Share your dilemmas and get honest opinions from other Mumsnetters.

MIL & playing with GC

110 replies

JuneBee · 20/08/2022 16:59

I know this is very petty of me but it really irritates me.

MIL has been to stay for a week.

She keeps complaining that my DC aren’t as interested in her. But she won’t get down on the floor and play with them because she keeps on about her back hurting or her leg hurting etc. but she does 4 days a week childcare for her other GC and I know she sits on the floor and plays with them.

So today when she said it again I asked well how does she do childcare without getting down to play with them and she’s gone off in a mood now. So now I’m in the bad books with her and DH.

Aibu?

OP posts:
Rosecoffeecup · 20/08/2022 19:46

Does your carpet need hoovering?

Mumspair1 · 20/08/2022 19:48

Op do you think at nursery or school a 2 and 4yo are sitting on the floor and all keyworkers spend their time only engaging in floor play? Don't be ridiculous, off course you don't have to play on the floor. You were very rude to your mil and should apologize.

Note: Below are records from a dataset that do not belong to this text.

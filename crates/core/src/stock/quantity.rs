//! Quantity on hand and valuation moves.

use std::collections::HashMap;

use chrono::NaiveDate;
use continental_shared::types::{LocationId, ProductId};
use rust_decimal::Decimal;

use super::location::{Location, LocationKind};
use super::moves::StockMove;

/// Direction of a move relative to the counted locations.
#[derive(Debug, Clone, Copy, PartialEq, Eq)]
enum Direction {
    /// Stock enters the counted locations.
    Incoming,
    /// Stock leaves the counted locations.
    Outgoing,
}

/// A move as seen by cost price recomputation.
#[derive(Debug, Clone, PartialEq, Eq)]
pub struct ValuationMove {
    /// Effective date.
    pub date: NaiveDate,
    /// Signed quantity: positive incoming, negative outgoing.
    pub quantity: Decimal,
    /// Unit cost, set for incoming moves from priced origins only.
    pub unit_price: Option<Decimal>,
}

/// Read-only view over stock restricted to some location kinds.
#[derive(Debug, Clone, Copy)]
pub struct StockView<'a> {
    locations: &'a HashMap<LocationId, Location>,
    kinds: &'a [LocationKind],
}

impl<'a> StockView<'a> {
    /// Creates a view counting stock in locations of `kinds`.
    #[must_use]
    pub fn new(locations: &'a HashMap<LocationId, Location>, kinds: &'a [LocationKind]) -> Self {
        Self { locations, kinds }
    }

    fn kind_of(&self, location: LocationId) -> Option<LocationKind> {
        self.locations.get(&location).map(|l| l.kind)
    }

    fn counts(&self, location: LocationId) -> bool {
        self.kind_of(location)
            .is_some_and(|kind| self.kinds.contains(&kind))
    }

    /// Direction of a move, `None` when it stays inside or outside the
    /// counted locations.
    fn direction(&self, stock_move: &StockMove) -> Option<Direction> {
        match (self.counts(stock_move.from), self.counts(stock_move.to)) {
            (false, true) => Some(Direction::Incoming),
            (true, false) => Some(Direction::Outgoing),
            _ => None,
        }
    }

    /// Quantity of `product` in the counted locations at the end of `as_of`.
    #[must_use]
    pub fn quantity_on_hand(
        &self,
        moves: &[StockMove],
        product: ProductId,
        as_of: NaiveDate,
    ) -> Decimal {
        moves
            .iter()
            .filter(|m| m.product == product && m.is_effective(as_of))
            .map(|m| match self.direction(m) {
                Some(Direction::Incoming) => m.quantity,
                Some(Direction::Outgoing) => -m.quantity,
                None => Decimal::ZERO,
            })
            .sum()
    }

    /// Moves of `product` crossing the counted locations up to `as_of`,
    /// oldest first.
    #[must_use]
    pub fn valuation_moves(
        &self,
        moves: &[StockMove],
        product: ProductId,
        as_of: NaiveDate,
    ) -> Vec<ValuationMove> {
        let mut relevant: Vec<&StockMove> = moves
            .iter()
            .filter(|m| m.product == product && m.is_effective(as_of))
            .collect();
        relevant.sort_by_key(|m| m.effective_date);

        relevant
            .into_iter()
            .filter_map(|m| {
                let direction = self.direction(m)?;
                Some(match direction {
                    Direction::Incoming => ValuationMove {
                        date: m.effective_date,
                        quantity: m.quantity,
                        unit_price: self
                            .kind_of(m.from)
                            .filter(LocationKind::is_priced_origin)
                            .map(|_| m.unit_price),
                    },
                    Direction::Outgoing => ValuationMove {
                        date: m.effective_date,
                        quantity: -m.quantity,
                        unit_price: None,
                    },
                })
            })
            .collect()
    }
}

#[cfg(test)]
mod tests {
    use super::*;
    use crate::stock::moves::StockMoveState;
    use rust_decimal_macros::dec;

    struct Site {
        locations: HashMap<LocationId, Location>,
        storage: LocationId,
        shelf: LocationId,
        supplier: LocationId,
        customer: LocationId,
        lost_found: LocationId,
    }

    fn site() -> Site {
        let storage = Location::new("Storage", LocationKind::Storage);
        let shelf = Location::new("Shelf", LocationKind::Storage);
        let supplier = Location::new("Supplier", LocationKind::Supplier);
        let customer = Location::new("Customer", LocationKind::Customer);
        let lost_found = Location::new("Lost and Found", LocationKind::LostFound);
        Site {
            storage: storage.id,
            shelf: shelf.id,
            supplier: supplier.id,
            customer: customer.id,
            lost_found: lost_found.id,
            locations: [storage, shelf, supplier, customer, lost_found]
                .into_iter()
                .map(|l| (l.id, l))
                .collect(),
        }
    }

    fn day(d: u32) -> NaiveDate {
        NaiveDate::from_ymd_opt(2026, 3, d).unwrap()
    }

    #[test]
    fn test_quantity_on_hand() {
        let site = site();
        let product = ProductId::new();
        let moves = vec![
            StockMove::done(product, site.supplier, site.storage, dec!(10), dec!(5), day(1)),
            StockMove::done(product, site.storage, site.shelf, dec!(4), dec!(5), day(2)),
            StockMove::done(product, site.shelf, site.customer, dec!(3), dec!(5), day(3)),
            StockMove::done(product, site.storage, site.lost_found, dec!(1), dec!(5), day(4)),
        ];
        let kinds = [LocationKind::Storage];
        let view = StockView::new(&site.locations, &kinds);

        assert_eq!(view.quantity_on_hand(&moves, product, day(1)), dec!(10));
        assert_eq!(view.quantity_on_hand(&moves, product, day(2)), dec!(10));
        assert_eq!(view.quantity_on_hand(&moves, product, day(3)), dec!(7));
        assert_eq!(view.quantity_on_hand(&moves, product, day(31)), dec!(6));
    }

    #[test]
    fn test_quantity_ignores_other_products_and_pending_moves() {
        let site = site();
        let product = ProductId::new();
        let mut draft =
            StockMove::done(product, site.supplier, site.storage, dec!(7), dec!(1), day(1));
        draft.state = StockMoveState::Draft;
        let moves = vec![
            draft,
            StockMove::done(ProductId::new(), site.supplier, site.storage, dec!(3), dec!(1), day(1)),
            StockMove::done(product, site.supplier, site.storage, dec!(2), dec!(1), day(20)),
        ];
        let kinds = [LocationKind::Storage];
        let view = StockView::new(&site.locations, &kinds);

        assert_eq!(view.quantity_on_hand(&moves, product, day(19)), Decimal::ZERO);
        assert_eq!(view.quantity_on_hand(&moves, product, day(20)), dec!(2));
    }

    #[test]
    fn test_valuation_moves_prices_only_priced_origins() {
        let site = site();
        let product = ProductId::new();
        let moves = vec![
            StockMove::done(product, site.lost_found, site.storage, dec!(1), dec!(9), day(3)),
            StockMove::done(product, site.supplier, site.storage, dec!(10), dec!(5), day(1)),
            StockMove::done(product, site.storage, site.customer, dec!(4), dec!(8), day(2)),
        ];
        let kinds = [LocationKind::Storage];
        let view = StockView::new(&site.locations, &kinds);

        let valuation = view.valuation_moves(&moves, product, day(31));
        assert_eq!(
            valuation,
            vec![
                ValuationMove {
                    date: day(1),
                    quantity: dec!(10),
                    unit_price: Some(dec!(5)),
                },
                ValuationMove {
                    date: day(2),
                    quantity: dec!(-4),
                    unit_price: None,
                },
                ValuationMove {
                    date: day(3),
                    quantity: dec!(1),
                    unit_price: None,
                },
            ]
        );
    }
}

AliMonkey · 20/08/2022 20:15

I understand your MIL saying she needs a rest if looks after GC frequently - but then she can't complain if DC not interested in her! My MIL never got on the floor to play with my DC, rarely talks to them when we're visiting (are now teenagers but has been the same all their lives), never offered to read them a book / play a game / do any activity with them and if she does talk to them it's about something that interests her but not my DC. DM has significant health issues yet used to get on the floor with them when they were little (and then struggle onto her knees to get up), and has always talked to them, played games, read to them, asked them about their interests etc. MIL lives closer to her other GC so has always seen more of them, so understandable that she has a closer relationship with them, but I have never really got over the time we invited her to come to us for Easter and she said "no thank you, I would like to spend it with my GC", ie she doesn't even think of our DC as her GC. So I've given up trying to get her to interact with our DC and we don't see much of her - or if we do, we combine with visiting my SIL etc (ie her other GC) as it's a much more pleasant experience than just spending time with her!

girlfriend44 · 20/08/2022 20:16

Rude. Why should ppl get down on the floor?How would you feel if she hurt herself getting up?
Hope you apologise to her.

fufflecake · 20/08/2022 20:19

Rosecoffeecup · 20/08/2022 19:46

Does your carpet need hoovering?

Good shout. Maybe your carpet is gross.

lanthanum · 20/08/2022 20:25

Are the other GC older? I'm younger than your mum, and struggle with getting up from sitting on the floor. I would have no problem sitting on the floor to play a game with slightly older children, but with a little one that might wander off and need retrieving, I would struggle, because I can't easily do the getting up bit.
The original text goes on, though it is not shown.